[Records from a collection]
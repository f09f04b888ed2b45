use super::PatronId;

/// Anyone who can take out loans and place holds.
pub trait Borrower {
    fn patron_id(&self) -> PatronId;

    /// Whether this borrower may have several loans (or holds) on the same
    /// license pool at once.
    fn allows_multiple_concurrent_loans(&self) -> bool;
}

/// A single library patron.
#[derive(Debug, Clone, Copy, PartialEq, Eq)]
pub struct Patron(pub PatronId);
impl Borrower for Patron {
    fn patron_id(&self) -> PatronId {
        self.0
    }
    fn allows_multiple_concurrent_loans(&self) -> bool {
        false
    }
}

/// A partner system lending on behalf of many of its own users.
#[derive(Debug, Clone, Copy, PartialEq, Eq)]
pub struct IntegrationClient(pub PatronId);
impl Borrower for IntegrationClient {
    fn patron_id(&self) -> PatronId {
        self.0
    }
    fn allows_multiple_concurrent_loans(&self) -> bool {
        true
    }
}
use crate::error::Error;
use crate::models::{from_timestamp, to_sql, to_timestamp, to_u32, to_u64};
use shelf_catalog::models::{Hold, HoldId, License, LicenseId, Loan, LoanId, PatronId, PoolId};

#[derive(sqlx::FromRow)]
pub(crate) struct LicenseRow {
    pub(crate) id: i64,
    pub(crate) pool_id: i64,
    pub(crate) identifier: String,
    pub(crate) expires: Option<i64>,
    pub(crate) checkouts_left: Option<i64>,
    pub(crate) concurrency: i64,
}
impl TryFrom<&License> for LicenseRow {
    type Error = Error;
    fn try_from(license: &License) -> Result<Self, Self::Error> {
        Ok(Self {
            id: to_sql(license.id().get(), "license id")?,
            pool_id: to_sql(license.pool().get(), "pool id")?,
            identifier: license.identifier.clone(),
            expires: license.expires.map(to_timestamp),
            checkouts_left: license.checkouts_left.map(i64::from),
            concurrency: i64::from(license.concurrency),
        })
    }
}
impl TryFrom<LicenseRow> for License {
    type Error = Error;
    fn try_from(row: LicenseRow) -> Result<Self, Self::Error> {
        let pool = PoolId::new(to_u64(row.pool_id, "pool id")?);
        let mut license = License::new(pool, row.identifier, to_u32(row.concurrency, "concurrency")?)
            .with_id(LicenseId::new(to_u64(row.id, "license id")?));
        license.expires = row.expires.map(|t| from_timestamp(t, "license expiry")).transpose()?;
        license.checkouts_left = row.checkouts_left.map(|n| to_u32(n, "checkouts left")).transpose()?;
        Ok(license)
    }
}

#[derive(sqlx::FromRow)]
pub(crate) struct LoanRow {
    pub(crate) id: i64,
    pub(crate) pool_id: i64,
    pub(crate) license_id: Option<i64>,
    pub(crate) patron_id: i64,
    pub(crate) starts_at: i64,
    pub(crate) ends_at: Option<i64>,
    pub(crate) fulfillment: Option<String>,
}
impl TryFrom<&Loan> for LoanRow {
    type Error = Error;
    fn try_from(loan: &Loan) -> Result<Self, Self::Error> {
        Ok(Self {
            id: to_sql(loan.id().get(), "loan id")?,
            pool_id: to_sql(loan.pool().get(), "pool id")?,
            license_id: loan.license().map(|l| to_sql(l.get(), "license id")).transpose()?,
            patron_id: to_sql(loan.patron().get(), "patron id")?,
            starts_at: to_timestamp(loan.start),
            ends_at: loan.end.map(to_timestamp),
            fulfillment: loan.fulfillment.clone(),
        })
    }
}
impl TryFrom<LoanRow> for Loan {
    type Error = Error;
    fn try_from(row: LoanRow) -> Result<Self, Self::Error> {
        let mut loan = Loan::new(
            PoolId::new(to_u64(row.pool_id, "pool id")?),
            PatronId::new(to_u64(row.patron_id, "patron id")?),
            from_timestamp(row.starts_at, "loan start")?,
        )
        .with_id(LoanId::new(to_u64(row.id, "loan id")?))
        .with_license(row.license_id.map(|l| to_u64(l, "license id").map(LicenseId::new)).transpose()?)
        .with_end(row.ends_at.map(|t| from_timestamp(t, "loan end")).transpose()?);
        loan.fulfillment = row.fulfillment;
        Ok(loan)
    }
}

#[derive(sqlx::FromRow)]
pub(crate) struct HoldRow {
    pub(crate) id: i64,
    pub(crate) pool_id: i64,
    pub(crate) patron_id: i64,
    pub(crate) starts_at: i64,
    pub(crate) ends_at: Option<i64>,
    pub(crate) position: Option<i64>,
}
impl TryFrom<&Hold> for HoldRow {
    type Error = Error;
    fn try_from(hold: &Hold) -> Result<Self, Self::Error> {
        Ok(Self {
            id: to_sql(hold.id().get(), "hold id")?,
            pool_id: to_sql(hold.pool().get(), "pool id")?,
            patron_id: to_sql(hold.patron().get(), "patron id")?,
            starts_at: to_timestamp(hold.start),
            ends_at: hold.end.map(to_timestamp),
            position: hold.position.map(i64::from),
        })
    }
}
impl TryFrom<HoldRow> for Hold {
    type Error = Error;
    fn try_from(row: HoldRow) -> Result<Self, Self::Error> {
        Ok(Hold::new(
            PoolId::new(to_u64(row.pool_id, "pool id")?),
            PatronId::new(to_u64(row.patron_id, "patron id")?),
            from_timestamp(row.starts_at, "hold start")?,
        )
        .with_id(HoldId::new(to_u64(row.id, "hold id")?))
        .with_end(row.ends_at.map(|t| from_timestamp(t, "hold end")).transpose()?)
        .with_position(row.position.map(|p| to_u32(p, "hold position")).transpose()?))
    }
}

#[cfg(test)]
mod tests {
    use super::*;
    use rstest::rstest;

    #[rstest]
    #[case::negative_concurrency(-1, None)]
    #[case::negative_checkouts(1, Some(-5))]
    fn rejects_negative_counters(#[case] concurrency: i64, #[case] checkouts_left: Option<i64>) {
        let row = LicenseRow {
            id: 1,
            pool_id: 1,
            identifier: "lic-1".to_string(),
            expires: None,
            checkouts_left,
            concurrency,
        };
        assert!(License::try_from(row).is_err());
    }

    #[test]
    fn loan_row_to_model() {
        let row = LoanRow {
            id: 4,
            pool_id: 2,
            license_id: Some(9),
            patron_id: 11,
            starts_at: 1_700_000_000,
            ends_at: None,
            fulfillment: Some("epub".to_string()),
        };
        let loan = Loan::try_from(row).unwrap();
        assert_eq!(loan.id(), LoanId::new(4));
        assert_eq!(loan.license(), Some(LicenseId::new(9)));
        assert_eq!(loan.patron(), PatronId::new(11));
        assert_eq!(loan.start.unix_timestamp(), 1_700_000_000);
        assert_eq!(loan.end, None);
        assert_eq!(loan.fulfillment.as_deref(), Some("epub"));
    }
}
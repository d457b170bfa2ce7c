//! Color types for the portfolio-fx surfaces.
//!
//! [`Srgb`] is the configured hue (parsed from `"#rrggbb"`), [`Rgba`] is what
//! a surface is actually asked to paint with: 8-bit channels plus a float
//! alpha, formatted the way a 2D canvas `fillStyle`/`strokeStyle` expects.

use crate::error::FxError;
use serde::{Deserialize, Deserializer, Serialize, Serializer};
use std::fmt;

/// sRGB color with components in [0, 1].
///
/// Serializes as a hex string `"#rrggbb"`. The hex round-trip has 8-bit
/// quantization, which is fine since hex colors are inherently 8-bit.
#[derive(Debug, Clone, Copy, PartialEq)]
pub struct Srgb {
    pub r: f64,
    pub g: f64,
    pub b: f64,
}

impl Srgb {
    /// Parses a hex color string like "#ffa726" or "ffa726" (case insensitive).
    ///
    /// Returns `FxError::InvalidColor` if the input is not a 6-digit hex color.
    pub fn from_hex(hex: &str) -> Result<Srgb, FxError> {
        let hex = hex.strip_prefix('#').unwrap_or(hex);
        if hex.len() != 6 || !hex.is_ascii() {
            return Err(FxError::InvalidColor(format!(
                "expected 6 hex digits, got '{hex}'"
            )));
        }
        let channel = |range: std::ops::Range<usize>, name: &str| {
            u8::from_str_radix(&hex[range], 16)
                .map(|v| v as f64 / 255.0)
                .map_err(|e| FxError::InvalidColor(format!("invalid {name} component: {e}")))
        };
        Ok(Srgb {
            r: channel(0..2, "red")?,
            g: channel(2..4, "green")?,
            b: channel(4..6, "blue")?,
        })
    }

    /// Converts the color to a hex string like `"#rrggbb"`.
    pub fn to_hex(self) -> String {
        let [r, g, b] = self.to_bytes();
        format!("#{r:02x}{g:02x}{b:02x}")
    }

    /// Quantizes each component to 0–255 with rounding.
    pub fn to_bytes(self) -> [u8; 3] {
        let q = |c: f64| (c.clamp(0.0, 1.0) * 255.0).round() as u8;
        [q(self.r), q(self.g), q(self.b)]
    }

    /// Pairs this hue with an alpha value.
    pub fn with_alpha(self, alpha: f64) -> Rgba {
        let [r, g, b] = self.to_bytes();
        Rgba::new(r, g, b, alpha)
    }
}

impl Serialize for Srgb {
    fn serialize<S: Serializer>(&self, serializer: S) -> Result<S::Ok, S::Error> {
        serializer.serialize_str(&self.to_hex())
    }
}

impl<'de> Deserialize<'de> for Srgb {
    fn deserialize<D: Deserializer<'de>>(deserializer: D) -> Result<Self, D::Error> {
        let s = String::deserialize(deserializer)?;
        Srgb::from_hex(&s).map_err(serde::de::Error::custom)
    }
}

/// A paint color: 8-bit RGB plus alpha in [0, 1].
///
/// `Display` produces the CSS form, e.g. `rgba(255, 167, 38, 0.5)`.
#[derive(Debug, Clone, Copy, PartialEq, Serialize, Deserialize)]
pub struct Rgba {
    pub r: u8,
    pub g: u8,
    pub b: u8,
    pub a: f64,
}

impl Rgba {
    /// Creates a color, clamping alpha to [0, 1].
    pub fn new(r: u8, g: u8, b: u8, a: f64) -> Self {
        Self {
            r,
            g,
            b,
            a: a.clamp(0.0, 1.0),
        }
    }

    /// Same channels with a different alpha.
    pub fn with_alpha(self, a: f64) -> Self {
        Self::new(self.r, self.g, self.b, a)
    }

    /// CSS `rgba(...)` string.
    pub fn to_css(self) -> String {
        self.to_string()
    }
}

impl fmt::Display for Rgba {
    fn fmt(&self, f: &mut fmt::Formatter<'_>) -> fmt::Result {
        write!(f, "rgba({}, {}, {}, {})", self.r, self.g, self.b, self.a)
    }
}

WORK REQUIRED: From the records above, return each line that has the string "Copy".

REPLY TO THE EXERCISE:
#[derive(Debug, Clone, Copy, PartialEq, Eq)]
#[derive(Debug, Clone, Copy, PartialEq, Eq)]
#[derive(Debug, Clone, Copy, PartialEq)]
#[derive(Debug, Clone, Copy, PartialEq, Serialize, Deserialize)]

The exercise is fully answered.